Avec la papauté, les relations sont excellentes :
- Philippe II chasse les juifs du royaume en 1183. D'où les représentations de l'Église victorieuse et de la Synagogue aux yeux bandés.
- il participe à la troisième croisade en Terre Sainte (1189-92). Tout au long du siècle, les Croisades continuent d'entretenir la ferveur religieuse et de ramener des reliques (tête de Sainte Anne, ramenée à Chartres en 1204 ; tête de Saint Jean Baptiste volée à Constantinople et ramenée à Amiens en 1206 ; couronne d'épines achetée par Saint-Louis au roi Beaudoin de Jérusalem, au prix faramineux de trois fois le coût de la Sainte-Chapelle, spécialement construite de 1241 à 1248, pour l'accueillir). Les croisés ramènent également de Constantinople des œuvres d'art byzantines qui influencent les verriers et les sculpteurs.

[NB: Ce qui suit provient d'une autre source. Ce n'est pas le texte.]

//! Connection-phase packets: the server greeting, the client's handshake
//! response, and auth-switch requests.

use sqlwire_core::{ProtocolError, ProtocolErrorKind};

use super::{PacketReader, PacketWriter, capabilities, charset};
use crate::auth::plugins;

/// Initial handshake (protocol v10) sent by the server.
#[derive(Debug, Clone)]
pub struct ServerHandshake {
    pub protocol_version: u8,
    pub server_version: String,
    pub connection_id: u32,
    /// Auth plugin data (scramble), both parts, without trailing NUL
    pub auth_data: Vec<u8>,
    /// Server capability flags
    pub capabilities: u32,
    /// Server default charset
    pub charset: u8,
    pub status_flags: u16,
    /// Auth plugin the server wants for the first exchange
    pub auth_plugin: String,
}

fn malformed(what: &str) -> ProtocolError {
    ProtocolError {
        kind: ProtocolErrorKind::Malformed,
        message: format!("malformed handshake: {what}"),
        raw_data: None,
    }
}

impl ServerHandshake {
    /// Parse the greeting.
    ///
    /// Layout: protocol version, NUL-terminated server version, connection
    /// id, 8 bytes of scramble, filler, lower capability flags, charset,
    /// status flags, upper capability flags, scramble length, 10 reserved
    /// bytes, rest of the scramble, NUL-terminated plugin name.
    pub fn parse(payload: &[u8]) -> Result<Self, ProtocolError> {
        let mut reader = PacketReader::new(payload);

        let protocol_version = reader
            .read_u8()
            .ok_or_else(|| malformed("missing protocol version"))?;
        if protocol_version != 10 {
            return Err(ProtocolError {
                kind: ProtocolErrorKind::UnexpectedPacket,
                message: format!("unsupported protocol version {protocol_version}"),
                raw_data: Some(payload.to_vec()),
            });
        }

        let server_version = reader
            .read_null_string()
            .ok_or_else(|| malformed("missing server version"))?;
        let connection_id = reader
            .read_u32_le()
            .ok_or_else(|| malformed("missing connection id"))?;
        let auth_data_1 = reader
            .read_bytes(8)
            .ok_or_else(|| malformed("missing auth data"))?;
        if !reader.skip(1) {
            return Err(malformed("missing filler"));
        }
        let caps_lower = reader
            .read_u16_le()
            .ok_or_else(|| malformed("missing capability flags"))?;

        // Pre-4.1 servers may end the packet here
        let charset = reader.read_u8().unwrap_or(charset::UTF8MB4_GENERAL_CI);
        let status_flags = reader.read_u16_le().unwrap_or(0);
        let caps_upper = reader.read_u16_le().unwrap_or(0);
        let capabilities = u32::from(caps_lower) | (u32::from(caps_upper) << 16);

        let auth_data_len = reader.read_u8().map_or(0, usize::from);
        reader.skip(10);

        let mut auth_data = auth_data_1.to_vec();
        if capabilities & capabilities::CLIENT_SECURE_CONNECTION != 0 {
            let len2 = auth_data_len.saturating_sub(8).max(13);
            let part2 = reader
                .read_bytes(len2.min(reader.remaining()))
                .unwrap_or_default();
            let part2 = part2.strip_suffix(&[0]).unwrap_or(part2);
            auth_data.extend_from_slice(part2);
        }

        let auth_plugin = if capabilities & capabilities::CLIENT_PLUGIN_AUTH != 0 {
            reader
                .read_null_string()
                .unwrap_or_else(|| reader.read_rest_string())
        } else {
            String::new()
        };
        let auth_plugin = if auth_plugin.is_empty() {
            plugins::MYSQL_NATIVE_PASSWORD.to_string()
        } else {
            auth_plugin
        };

        Ok(Self {
            protocol_version,
            server_version,
            connection_id,
            auth_data,
            capabilities,
            charset,
            status_flags,
            auth_plugin,
        })
    }
}

/// Client handshake response (HandshakeResponse41).
#[derive(Debug, Clone)]
pub struct HandshakeResponse<'a> {
    /// Negotiated capabilities (client request masked by server support)
    pub capabilities: u32,
    pub max_packet_size: u32,
    pub charset: u8,
    pub user: &'a str,
    pub auth_response: &'a [u8],
    pub database: Option<&'a str>,
    pub auth_plugin: &'a str,
    pub attributes: &'a [(String, String)],
}

impl HandshakeResponse<'_> {
    /// Encode the response payload.
    #[allow(clippy::cast_possible_truncation)]
    pub fn encode(&self) -> Vec<u8> {
        let caps = self.capabilities;
        let mut writer = PacketWriter::new();
        writer.write_u32_le(caps);
        writer.write_u32_le(self.max_packet_size);
        writer.write_u8(self.charset);
        writer.write_zeros(23);
        writer.write_null_string(self.user);

        if caps & capabilities::CLIENT_PLUGIN_AUTH_LENENC_CLIENT_DATA != 0 {
            writer.write_lenenc_bytes(self.auth_response);
        } else if caps & capabilities::CLIENT_SECURE_CONNECTION != 0 {
            // Scrambles are at most 32 bytes
            writer.write_u8(self.auth_response.len() as u8);
            writer.write_bytes(self.auth_response);
        } else {
            writer.write_bytes(self.auth_response);
            writer.write_u8(0);
        }

        if caps & capabilities::CLIENT_CONNECT_WITH_DB != 0 {
            writer.write_null_string(self.database.unwrap_or(""));
        }

        if caps & capabilities::CLIENT_PLUGIN_AUTH != 0 {
            writer.write_null_string(self.auth_plugin);
        }

        if caps & capabilities::CLIENT_CONNECT_ATTRS != 0 {
            let mut attrs = PacketWriter::new();
            for (key, value) in self.attributes {
                attrs.write_lenenc_string(key);
                attrs.write_lenenc_string(value);
            }
            writer.write_lenenc_bytes(attrs.as_bytes());
        }

        writer.into_bytes()
    }
}

/// Auth switch request (0xFE) asking the client to restart authentication
/// with another plugin.
#[derive(Debug, Clone, PartialEq, Eq)]
pub struct AuthSwitchRequest {
    pub plugin: String,
    pub auth_data: Vec<u8>,
}

impl AuthSwitchRequest {
    /// Parse the request, including its 0xFE marker.
    pub fn parse(payload: &[u8]) -> Result<Self, ProtocolError> {
        let mut reader = PacketReader::new(payload);
        if reader.read_u8() != Some(0xFE) {
            return Err(ProtocolError {
                kind: ProtocolErrorKind::UnexpectedPacket,
                message: "expected auth switch request".to_string(),
                raw_data: Some(payload.to_vec()),
            });
        }

        // An empty body is the old-password switch, which we treat as native
        if reader.is_empty() {
            return Ok(Self {
                plugin: plugins::MYSQL_NATIVE_PASSWORD.to_string(),
                auth_data: Vec::new(),
            });
        }

        let plugin = reader
            .read_null_string()
            .ok_or_else(|| malformed("auth switch without plugin name"))?;
        let data = reader.read_rest();
        let auth_data = data.strip_suffix(&[0]).unwrap_or(data).to_vec();
        Ok(Self { plugin, auth_data })
    }
}
/// Cursor state.
#[derive(Debug, Clone, Copy, PartialEq, Eq)]
pub enum CursorState {
    /// Nothing executed yet, or the last statement failed
    Idle,
    /// Command sent, response header not yet read
    Executing,
    /// Rows still unread on the wire
    StreamingRows,
    /// All rows of the current result are off the wire
    Exhausted,
    Closed,
}

/// What `execute` produced.
#[derive(Debug, Clone, Copy, PartialEq, Eq)]
pub enum ExecuteOutcome {
    /// Statement without a result set
    Affected { rows: u64, last_insert_id: u64 },
    /// A result set with this many columns
    ResultSet { columns: usize },
}

/// Execution context for one statement at a time.
pub struct Cursor<'c, S: Read + Write = TcpStream> {
    conn: &'c mut MySqlConnection<S>,
    kind: CursorKind,
    state: CursorState,
    columns: Vec<ColumnDef>,
    column_info: Arc<ColumnInfo>,
    rows: VecDeque<Row>,
    binary: bool,
    has_result_set: bool,
    end_reported: bool,
    fetched: u64,
    row_count: Option<u64>,
    affected_rows: u64,
    last_insert_id: u64,
    warnings: u16,
    statement_id: Option<u32>,
}

impl<S: Read + Write> std::fmt::Debug for Cursor<'_, S> {
    fn fmt(&self, f: &mut std::fmt::Formatter<'_>) -> std::fmt::Result {
        f.debug_struct("Cursor")
            .field("kind", &self.kind)
            .field("state", &self.state)
            .field("columns", &self.columns.len())
            .field("buffered_rows", &self.rows.len())
            .finish_non_exhaustive()
    }
}
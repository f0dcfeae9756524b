//! Database row representation.

use crate::Result;
use crate::error::{Error, TypeError};
use crate::value::Value;
use std::collections::HashMap;
use std::sync::Arc;

/// Column metadata shared across all rows in a result set.
///
/// Wrapped in `Arc` so every row from the same result set shares one copy.
#[derive(Debug, Clone)]
pub struct ColumnInfo {
    /// Column names in order
    names: Vec<String>,
    /// Name -> index mapping for O(1) lookup
    name_to_index: HashMap<String, usize>,
}

impl ColumnInfo {
    /// Create new column info from a list of column names.
    ///
    /// When a name repeats, lookups by name resolve to its first position.
    pub fn new(names: Vec<String>) -> Self {
        let mut name_to_index = HashMap::with_capacity(names.len());
        for (i, name) in names.iter().enumerate() {
            name_to_index.entry(name.clone()).or_insert(i);
        }
        Self {
            names,
            name_to_index,
        }
    }

    /// Get the number of columns.
    pub fn len(&self) -> usize {
        self.names.len()
    }

    /// Check if there are no columns.
    pub fn is_empty(&self) -> bool {
        self.names.is_empty()
    }

    /// Get the index of a column by name.
    pub fn index_of(&self, name: &str) -> Option<usize> {
        self.name_to_index.get(name).copied()
    }

    /// Get the name of a column by index.
    pub fn name_at(&self, index: usize) -> Option<&str> {
        self.names.get(index).map(String::as_str)
    }

    /// Get all column names.
    pub fn names(&self) -> &[String] {
        &self.names
    }
}

/// A single row returned from a query.
///
/// Values are aligned with the result set's column list and can be read by
/// index or by name.
#[derive(Debug, Clone, PartialEq)]
pub struct Row {
    values: Vec<Value>,
    columns: Arc<ColumnInfo>,
}

impl PartialEq for ColumnInfo {
    fn eq(&self, other: &Self) -> bool {
        self.names == other.names
    }
}

impl Row {
    /// Create a new row with its own column metadata.
    pub fn new(column_names: Vec<String>, values: Vec<Value>) -> Self {
        let columns = Arc::new(ColumnInfo::new(column_names));
        Self { values, columns }
    }

    /// Create a new row with shared column metadata.
    pub fn with_columns(columns: Arc<ColumnInfo>, values: Vec<Value>) -> Self {
        Self { values, columns }
    }

    /// Get the shared column metadata.
    pub fn column_info(&self) -> Arc<ColumnInfo> {
        Arc::clone(&self.columns)
    }

    /// Get the number of columns in this row.
    pub fn len(&self) -> usize {
        self.values.len()
    }

    /// Check if this row is empty.
    pub fn is_empty(&self) -> bool {
        self.values.is_empty()
    }

    /// Get a value by column index.
    pub fn get(&self, index: usize) -> Option<&Value> {
        self.values.get(index)
    }

    /// Get a value by column name.
    pub fn get_by_name(&self, name: &str) -> Option<&Value> {
        self.columns.index_of(name).and_then(|i| self.values.get(i))
    }

    /// Get a typed value by column index.
    pub fn get_as<T: FromValue>(&self, index: usize) -> Result<T> {
        let value = self.get(index).ok_or_else(|| {
            Error::Type(TypeError {
                expected: std::any::type_name::<T>(),
                actual: format!(
                    "index {} out of bounds (row has {} columns)",
                    index,
                    self.len()
                ),
                column: None,
            })
        })?;
        T::from_value(value)
    }

    /// Get a typed value by column name.
    pub fn get_named<T: FromValue>(&self, name: &str) -> Result<T> {
        let value = self.get_by_name(name).ok_or_else(|| {
            Error::Type(TypeError {
                expected: std::any::type_name::<T>(),
                actual: format!("column '{}' not found", name),
                column: Some(name.to_string()),
            })
        })?;
        T::from_value(value).map_err(|e| match e {
            Error::Type(mut te) => {
                te.column = Some(name.to_string());
                Error::Type(te)
            }
            e => e,
        })
    }

    /// Get all column names.
    pub fn column_names(&self) -> impl Iterator<Item = &str> {
        self.columns.names().iter().map(String::as_str)
    }

    /// Iterate over all values.
    pub fn values(&self) -> impl Iterator<Item = &Value> {
        self.values.iter()
    }

    /// Consume the row, returning its values.
    pub fn into_values(self) -> Vec<Value> {
        self.values
    }

    /// Iterate over (column_name, value) pairs.
    pub fn iter(&self) -> impl Iterator<Item = (&str, &Value)> {
        self.columns
            .names()
            .iter()
            .map(String::as_str)
            .zip(self.values.iter())
    }
}

/// Trait for converting from a `Value` to a typed value.
pub trait FromValue: Sized {
    /// Convert from a Value, returning an error if the conversion fails.
    fn from_value(value: &Value) -> Result<Self>;
}

macro_rules! signed_from_value {
    ($($t:ty),*) => {$(
        impl FromValue for $t {
            fn from_value(value: &Value) -> Result<Self> {
                let v = value
                    .as_i64()
                    .ok_or_else(|| value.type_error(stringify!($t)))?;
                <$t>::try_from(v).map_err(|_| {
                    Error::Type(TypeError {
                        expected: stringify!($t),
                        actual: format!("value {} out of range", v),
                        column: None,
                    })
                })
            }
        }
    )*};
}

macro_rules! unsigned_from_value {
    ($($t:ty),*) => {$(
        impl FromValue for $t {
            fn from_value(value: &Value) -> Result<Self> {
                let v = value
                    .as_u64()
                    .ok_or_else(|| value.type_error(stringify!($t)))?;
                <$t>::try_from(v).map_err(|_| {
                    Error::Type(TypeError {
                        expected: stringify!($t),
                        actual: format!("value {} out of range", v),
                        column: None,
                    })
                })
            }
        }
    )*};
}

signed_from_value!(i8, i16, i32, i64);
unsigned_from_value!(u8, u16, u32, u64);

impl FromValue for bool {
    fn from_value(value: &Value) -> Result<Self> {
        match value {
            Value::Int(v) => Ok(*v != 0),
            Value::UInt(v) => Ok(*v != 0),
            _ => Err(value.type_error("bool")),
        }
    }
}

impl FromValue for f64 {
    fn from_value(value: &Value) -> Result<Self> {
        value.as_f64().ok_or_else(|| value.type_error("f64"))
    }
}

#[allow(clippy::cast_possible_truncation)]
impl FromValue for f32 {
    fn from_value(value: &Value) -> Result<Self> {
        match value {
            Value::Float(v) => Ok(*v),
            other => other
                .as_f64()
                .map(|v| v as f32)
                .ok_or_else(|| other.type_error("f32")),
        }
    }
}

impl FromValue for String {
    fn from_value(value: &Value) -> Result<Self> {
        match value {
            Value::Text(s) | Value::Decimal(s) => Ok(s.clone()),
            Value::Bytes(b) => String::from_utf8(b.clone()).map_err(|_| value.type_error("String")),
            Value::Json(j) => Ok(j.to_string()),
            _ => Err(value.type_error("String")),
        }
    }
}

impl FromValue for Vec<u8> {
    fn from_value(value: &Value) -> Result<Self> {
        value
            .as_bytes()
            .map(<[u8]>::to_vec)
            .ok_or_else(|| value.type_error("Vec<u8>"))
    }
}

impl FromValue for serde_json::Value {
    fn from_value(value: &Value) -> Result<Self> {
        match value {
            Value::Json(j) => Ok(j.clone()),
            Value::Text(s) => serde_json::from_str(s).map_err(|_| value.type_error("JSON")),
            _ => Err(value.type_error("JSON")),
        }
    }
}

impl FromValue for Value {
    fn from_value(value: &Value) -> Result<Self> {
        Ok(value.clone())
    }
}

impl<T: FromValue> FromValue for Option<T> {
    fn from_value(value: &Value) -> Result<Self> {
        if value.is_null() {
            Ok(None)
        } else {
            T::from_value(value).map(Some)
        }
    }
}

- Philippe II se rend en pèlerinage à Chartres, en 1210, et fait un don, pour confirmer son soutien à la reconstruction.
- au concile de Latran (1215), le pape Innocent III condamne l'hérésie cathare, qui se répand dans le Midi de la France depuis les années 1150 (elle a été "importée" d'Orient par les croisés !), et charge le roi de France de l'extirper. Le roi nomme Simon de Montfort à la tête d'une "croisade" contre le comte de Toulouse, Raymond VII, qui expiera sa faute sur le parvis de Notre-Dame de Paris (1229).
- les liens entre la royauté et l'Église se resserrent à chaque sacre en grande pompe à Reims (Louis VIII en 1223, Saint-Louis en 1226).
Le règne de Saint-Louis coïncide avec la rénovation ou l’édification des cathédrales de Paris, Rouen, Amiens, Beauvais, Auxerre, nef de Bourges, Metz, Toul, c’est à dire du deuxième cercle autour de Paris, après le premier cercle comprenant Chartres, Reims, Sens, etc.
Les liens avec la papauté seront altérés avec la montée des tensions géopolitiques : en 1294, un différent oppose Philippe le Bel au pape Boniface VIII au sujet du financement de l'effort de guerre. Le roi réunit des représentants des trois ordres (ceux qui prient, ceux qui travaillent et ceux qui défendent le royaume), en 1302. Cette assemblée se réunit à Notre-Dame de Paris, en territoire religieux. Elle préfigure l'institution des Etats généraux, qui permettra le dialogue avec le pouvoir royal, jusqu'en 1789.